(Collected data)
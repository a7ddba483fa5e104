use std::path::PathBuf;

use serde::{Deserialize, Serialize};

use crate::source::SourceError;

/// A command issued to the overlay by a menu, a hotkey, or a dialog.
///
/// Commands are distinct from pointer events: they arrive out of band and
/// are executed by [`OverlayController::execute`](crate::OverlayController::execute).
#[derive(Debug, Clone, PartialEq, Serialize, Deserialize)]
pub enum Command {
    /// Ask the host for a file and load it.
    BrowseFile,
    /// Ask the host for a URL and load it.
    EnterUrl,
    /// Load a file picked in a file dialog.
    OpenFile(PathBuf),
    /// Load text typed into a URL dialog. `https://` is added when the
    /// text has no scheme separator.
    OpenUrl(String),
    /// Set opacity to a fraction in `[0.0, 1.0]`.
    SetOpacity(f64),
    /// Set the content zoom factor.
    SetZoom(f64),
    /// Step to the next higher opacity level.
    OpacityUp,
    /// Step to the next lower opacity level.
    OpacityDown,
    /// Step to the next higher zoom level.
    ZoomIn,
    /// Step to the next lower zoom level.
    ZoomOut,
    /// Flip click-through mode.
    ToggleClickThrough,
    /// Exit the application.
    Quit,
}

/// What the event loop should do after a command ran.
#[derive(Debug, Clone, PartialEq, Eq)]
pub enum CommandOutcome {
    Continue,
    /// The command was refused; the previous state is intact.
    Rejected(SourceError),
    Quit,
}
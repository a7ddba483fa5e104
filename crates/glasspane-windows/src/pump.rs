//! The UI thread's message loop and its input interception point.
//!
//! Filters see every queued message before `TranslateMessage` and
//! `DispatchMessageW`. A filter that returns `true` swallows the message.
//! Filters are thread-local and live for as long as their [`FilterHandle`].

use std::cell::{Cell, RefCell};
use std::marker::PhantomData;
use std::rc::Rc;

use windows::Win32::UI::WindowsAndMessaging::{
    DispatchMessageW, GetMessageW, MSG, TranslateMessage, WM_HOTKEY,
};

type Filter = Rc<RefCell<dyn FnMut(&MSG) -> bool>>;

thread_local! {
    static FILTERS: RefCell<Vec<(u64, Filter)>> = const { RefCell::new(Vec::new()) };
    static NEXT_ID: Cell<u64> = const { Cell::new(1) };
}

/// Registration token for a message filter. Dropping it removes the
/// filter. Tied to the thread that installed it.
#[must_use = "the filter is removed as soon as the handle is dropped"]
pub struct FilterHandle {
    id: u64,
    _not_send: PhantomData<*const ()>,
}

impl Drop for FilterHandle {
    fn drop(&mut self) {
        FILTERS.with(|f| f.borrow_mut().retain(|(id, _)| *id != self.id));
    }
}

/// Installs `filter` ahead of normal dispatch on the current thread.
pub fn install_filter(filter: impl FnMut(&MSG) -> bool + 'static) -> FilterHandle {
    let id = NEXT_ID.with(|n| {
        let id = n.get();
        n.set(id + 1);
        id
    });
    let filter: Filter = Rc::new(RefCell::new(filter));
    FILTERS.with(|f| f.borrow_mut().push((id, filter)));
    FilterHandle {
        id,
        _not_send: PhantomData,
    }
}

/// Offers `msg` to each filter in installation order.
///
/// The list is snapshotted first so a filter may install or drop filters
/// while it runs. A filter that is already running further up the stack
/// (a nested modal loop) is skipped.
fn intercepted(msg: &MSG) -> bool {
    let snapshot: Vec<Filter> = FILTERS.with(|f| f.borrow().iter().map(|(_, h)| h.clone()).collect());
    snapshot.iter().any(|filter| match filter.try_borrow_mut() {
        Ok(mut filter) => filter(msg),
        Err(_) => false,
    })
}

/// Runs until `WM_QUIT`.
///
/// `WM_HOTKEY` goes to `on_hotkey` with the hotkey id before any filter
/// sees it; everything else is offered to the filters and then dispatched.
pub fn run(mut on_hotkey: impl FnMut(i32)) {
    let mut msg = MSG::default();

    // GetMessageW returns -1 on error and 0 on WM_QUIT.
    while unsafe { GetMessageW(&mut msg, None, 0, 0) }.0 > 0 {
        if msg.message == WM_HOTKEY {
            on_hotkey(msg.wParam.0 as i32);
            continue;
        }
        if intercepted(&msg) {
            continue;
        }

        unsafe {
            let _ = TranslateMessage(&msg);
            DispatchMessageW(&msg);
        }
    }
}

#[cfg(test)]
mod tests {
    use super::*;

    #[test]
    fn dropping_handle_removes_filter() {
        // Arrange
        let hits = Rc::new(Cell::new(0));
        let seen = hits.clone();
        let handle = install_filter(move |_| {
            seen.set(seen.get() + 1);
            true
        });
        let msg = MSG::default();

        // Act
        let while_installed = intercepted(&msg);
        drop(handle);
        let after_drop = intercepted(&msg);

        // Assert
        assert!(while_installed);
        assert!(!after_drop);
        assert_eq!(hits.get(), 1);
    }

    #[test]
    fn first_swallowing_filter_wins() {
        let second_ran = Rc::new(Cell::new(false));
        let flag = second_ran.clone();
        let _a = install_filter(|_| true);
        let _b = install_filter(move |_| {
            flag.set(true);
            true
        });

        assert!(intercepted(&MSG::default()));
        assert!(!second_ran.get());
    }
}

**PROBLEM TO SOLVE**:
Transcribe each line above exactly; skip none.

**WRITTEN RESPONSE**:
repository a7ddba483fa5e104
use std::path::PathBuf;

use serde::{Deserialize, Serialize};

use crate::source::SourceError;

/// A command issued to the overlay by a menu, a hotkey, or a dialog.
///
/// Commands are distinct from pointer events: they arrive out of band and
/// are executed by [`OverlayController::execute`](crate::OverlayController::execute).
#[derive(Debug, Clone, PartialEq, Serialize, Deserialize)]
pub enum Command {
    /// Ask the host for a file and load it.
    BrowseFile,
    /// Ask the host for a URL and load it.
    EnterUrl,
    /// Load a file picked in a file dialog.
    OpenFile(PathBuf),
    /// Load text typed into a URL dialog. `https://` is added when the
    /// text has no scheme separator.
    OpenUrl(String),
    /// Set opacity to a fraction in `[0.0, 1.0]`.
    SetOpacity(f64),
    /// Set the content zoom factor.
    SetZoom(f64),
    /// Step to the next higher opacity level.
    OpacityUp,
    /// Step to the next lower opacity level.
    OpacityDown,
    /// Step to the next higher zoom level.
    ZoomIn,
    /// Step to the next lower zoom level.
    ZoomOut,
    /// Flip click-through mode.
    ToggleClickThrough,
    /// Exit the application.
    Quit,
}

/// What the event loop should do after a command ran.
#[derive(Debug, Clone, PartialEq, Eq)]
pub enum CommandOutcome {
    Continue,
    /// The command was refused; the previous state is intact.
    Rejected(SourceError),
    Quit,
}
repository a7ddba483fa5e104
filename crates/glasspane-windows/src/pump.rs
//! The UI thread's message loop and its input interception point.
//!
//! Filters see every queued message before `TranslateMessage` and
//! `DispatchMessageW`. A filter that returns `true` swallows the message.
//! Filters are thread-local and live for as long as their [`FilterHandle`].

use std::cell::{Cell, RefCell};
use std::marker::PhantomData;
use std::rc::Rc;

use windows::Win32::UI::WindowsAndMessaging::{
    DispatchMessageW, GetMessageW, MSG, TranslateMessage, WM_HOTKEY,
};

type Filter = Rc<RefCell<dyn FnMut(&MSG) -> bool>>;

thread_local! {
    static FILTERS: RefCell<Vec<(u64, Filter)>> = const { RefCell::new(Vec::new()) };
    static NEXT_ID: Cell<u64> = const { Cell::new(1) };
}

/// Registration token for a message filter. Dropping it removes the
/// filter. Tied to the thread that installed it.
#[must_use = "the filter is removed as soon as the handle is dropped"]
pub struct FilterHandle {
    id: u64,
    _not_send: PhantomData<*const ()>,
}

impl Drop for FilterHandle {
    fn drop(&mut self) {
        FILTERS.with(|f| f.borrow_mut().retain(|(id, _)| *id != self.id));
    }
}

/// Installs `filter` ahead of normal dispatch on the current thread.
pub fn install_filter(filter: impl FnMut(&MSG) -> bool + 'static) -> FilterHandle {
    let id = NEXT_ID.with(|n| {
        let id = n.get();
        n.set(id + 1);
        id
    });
    let filter: Filter = Rc::new(RefCell::new(filter));
    FILTERS.with(|f| f.borrow_mut().push((id, filter)));
    FilterHandle {
        id,
        _not_send: PhantomData,
    }
}

/// Offers `msg` to each filter in installation order.
///
/// The list is snapshotted first so a filter may install or drop filters
/// while it runs. A filter that is already running further up the stack
/// (a nested modal loop) is skipped.
fn intercepted(msg: &MSG) -> bool {
    let snapshot: Vec<Filter> = FILTERS.with(|f| f.borrow().iter().map(|(_, h)| h.clone()).collect());
    snapshot.iter().any(|filter| match filter.try_borrow_mut() {
        Ok(mut filter) => filter(msg),
        Err(_) => false,
    })
}

/// Runs until `WM_QUIT`.
///
/// `WM_HOTKEY` goes to `on_hotkey` with the hotkey id before any filter
/// sees it; everything else is offered to the filters and then dispatched.
pub fn run(mut on_hotkey: impl FnMut(i32)) {
    let mut msg = MSG::default();

    // GetMessageW returns -1 on error and 0 on WM_QUIT.
    while unsafe { GetMessageW(&mut msg, None, 0, 0) }.0 > 0 {
        if msg.message == WM_HOTKEY {
            on_hotkey(msg.wParam.0 as i32);
            continue;
        }
        if intercepted(&msg) {
            continue;
        }

        unsafe {
            let _ = TranslateMessage(&msg);
            DispatchMessageW(&msg);
        }
    }
}

#[cfg(test)]
mod tests {
    use super::*;

    #[test]
    fn dropping_handle_removes_filter() {
        // Arrange
        let hits = Rc::new(Cell::new(0));
        let seen = hits.clone();
        let handle = install_filter(move |_| {
            seen.set(seen.get() + 1);
            true
        });
        let msg = MSG::default();

        // Act
        let while_installed = intercepted(&msg);
        drop(handle);
        let after_drop = intercepted(&msg);

        // Assert
        assert!(while_installed);
        assert!(!after_drop);
        assert_eq!(hits.get(), 1);
    }

    #[test]
    fn first_swallowing_filter_wins() {
        let second_ran = Rc::new(Cell::new(false));
        let flag = second_ran.clone();
        let _a = install_filter(|_| true);
        let _b = install_filter(move |_| {
            flag.set(true);
            true
        });

        assert!(intercepted(&MSG::default()));
        assert!(!second_ran.get());
    }
}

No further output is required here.